Art. 3a * Kostenrechnung

Die Leistungserbringer verfügen über geeignete Führungsinstrumente; insbesondere führen sie zur Ermittlung ihrer Betriebs- und Investitionskosten und zur Erfassung ihrer Leistungen nach einheitlicher Methode eine Kostenrechnung und eine Leistungsstatistik.

Der Regierungsrat regelt die Einzelheiten der Kostenrechnung und der Leistungsstatistik.

Art. 3b * Einsichtsrecht und Herausgabepflicht

Die Gemeinden und die zuständige kantonale Behörde können für die Beurteilung der Wirtschaftlichkeit, für Betriebsvergleiche, für die Pflegeheimplanung, für die Bestimmung des Restfinanzierungsbeitrages und für die Förderung der Ausbildung die Kostenrechnung, die Leistungsstatistik und die Jahresrechnung (Bilanz und Erfolgsrechnung) der Leistungserbringer einsehen. Die Leistungserbringer haben die Unterlagen auf Verlangen herauszugeben.

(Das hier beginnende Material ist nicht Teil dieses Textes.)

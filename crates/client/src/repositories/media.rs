//! Photo uploads.

use std::sync::Arc;

use image::codecs::jpeg::JpegEncoder;

use crate::infrastructure::ports::{MediaStorePort, RandomPort, UploadError};

/// JPEG quality used for every uploaded photo (0-100).
pub const JPEG_QUALITY: u8 = 50;

const JPEG_CONTENT_TYPE: &str = "image/jpeg";

/// Uploads photos as compressed JPEGs under fresh names.
///
/// Every successful call leaves a blob behind. Nothing here deletes blobs, so
/// a photo uploaded for a location that then fails to save stays in storage.
pub struct MediaStore {
    port: Arc<dyn MediaStorePort>,
    random: Arc<dyn RandomPort>,
    bucket: String,
}

impl MediaStore {
    pub fn new(
        port: Arc<dyn MediaStorePort>,
        random: Arc<dyn RandomPort>,
        bucket: impl Into<String>,
    ) -> Self {
        Self {
            port,
            random,
            bucket: bucket.into(),
        }
    }

    pub fn bucket(&self) -> &str {
        &self.bucket
    }

    /// Compress `image` (PNG, JPEG or WebP bytes) and upload it.
    ///
    /// Returns the public URL of the stored object.
    pub async fn upload_image(&self, image: &[u8]) -> Result<String, UploadError> {
        let jpeg = encode_jpeg(image, JPEG_QUALITY)?;
        let name = format!("{}.jpg", self.random.gen_uuid().to_string().to_uppercase());
        let size = jpeg.len();

        self.port
            .put_object(&self.bucket, &name, jpeg, JPEG_CONTENT_TYPE)
            .await?;

        tracing::info!(bucket = %self.bucket, name = %name, size, "Photo uploaded");
        Ok(self.port.public_url(&self.bucket, &name))
    }
}

/// Decode any supported image and re-encode it as JPEG.
///
/// Alpha is dropped since JPEG has no alpha channel.
pub fn encode_jpeg(image: &[u8], quality: u8) -> Result<Vec<u8>, UploadError> {
    let decoded = image::load_from_memory(image).map_err(UploadError::encode)?;
    let rgb = decoded.to_rgb8();

    let mut out = Vec::new();
    JpegEncoder::new_with_quality(&mut out, quality)
        .encode_image(&rgb)
        .map_err(UploadError::encode)?;
    Ok(out)
}
//! Saved-locations list screen.

use std::sync::Arc;

use pineat_domain::{Location, LocationId};

use crate::repositories::LocationRepository;

/// State behind the searchable list of the user's locations.
///
/// `locations()` is always a subsequence of `all()` in the same order.
pub struct ListPresenter {
    locations: Arc<LocationRepository>,
    full: Vec<Location>,
    filtered: Vec<Location>,
    query: String,
    error_message: Option<String>,
}

impl ListPresenter {
    pub fn new(locations: Arc<LocationRepository>) -> Self {
        Self {
            locations,
            full: Vec::new(),
            filtered: Vec::new(),
            query: String::new(),
            error_message: None,
        }
    }

    /// Reload from the backend, newest first, keeping the current query.
    pub async fn refresh(&mut self) {
        self.error_message = None;

        match self.locations.list_for_current_user().await {
            Ok(locations) => {
                tracing::debug!(count = locations.len(), "Locations loaded");
                self.full = locations;
                self.rebuild_filtered();
            }
            Err(e) => {
                tracing::warn!(error = %e, "Failed to load locations");
                self.error_message = Some(format!("Failed to load locations: {e}"));
            }
        }
    }

    /// Narrow the visible list to titles containing `text`, ignoring case.
    /// An empty `text` shows everything.
    pub fn apply_filter(&mut self, text: &str) {
        self.query = text.to_string();
        self.rebuild_filtered();
    }

    /// Delete a location and drop it from both lists without re-fetching.
    pub async fn remove(&mut self, id: LocationId) {
        self.error_message = None;

        if let Err(e) = self.locations.delete(id).await {
            tracing::warn!(location_id = %id, error = %e, "Failed to delete location");
            self.error_message = Some(format!("Failed to delete location: {e}"));
            return;
        }

        self.full.retain(|location| location.id() != id);
        self.filtered.retain(|location| location.id() != id);
    }

    /// Visible (filtered) locations.
    pub fn locations(&self) -> &[Location] {
        &self.filtered
    }

    pub fn all(&self) -> &[Location] {
        &self.full
    }

    pub fn query(&self) -> &str {
        &self.query
    }

    pub fn error_message(&self) -> Option<&str> {
        self.error_message.as_deref()
    }

    /// Visible row at `index`, e.g. to focus the map on a selection.
    pub fn location_at(&self, index: usize) -> Option<&Location> {
        self.filtered.get(index)
    }

    fn rebuild_filtered(&mut self) {
        self.filtered = self
            .full
            .iter()
            .filter(|location| location.title_matches(&self.query))
            .cloned()
            .collect();
    }
}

Das Einsichtsrecht steht auch allfälligen Dritten zu, die von den Gemeinden und der zuständigen kantonalen Behörde mit der Beurteilung der Wirtschaftlichkeit und mit Betriebsvergleichen beauftragt worden sind.

Art. 3c * Betriebsvergleiche

Die Gemeinden und die zuständige kantonale Behörde können Betriebsvergleiche durchführen, insbesondere zu den Kosten und der Qualität der Leistungserbringung. Sie dürfen das Ergebnis der Betriebsvergleiche veröffentlichen.

Sie können Dritte mit der Durchführung von Betriebsvergleichen beauftragen.

Art. 4 Grundsätze der Rechnungstellung

Der Regierungsrat legt die Grundsätze für die Rechnungstellung durch die Leistungserbringer durch Verordnung fest.

1b.3.2 Krankenpflege ambulant oder im Pflegeheim *

2.2 2.2 … *

Art. 5 Beitrag der anspruchsberechtigten Person

Die anspruchsberechtigte Person leistet einen Beitrag an die Kosten der ambulanten Krankenpflege oder der Krankenpflege im Pflegeheim, soweit diese nicht von Sozialversicherungen gedeckt sind, höchstens jedoch von 20 Prozent des höchsten vom Bund für die Krankenversicherer festgesetzten Pflegebeitrages pro Tag.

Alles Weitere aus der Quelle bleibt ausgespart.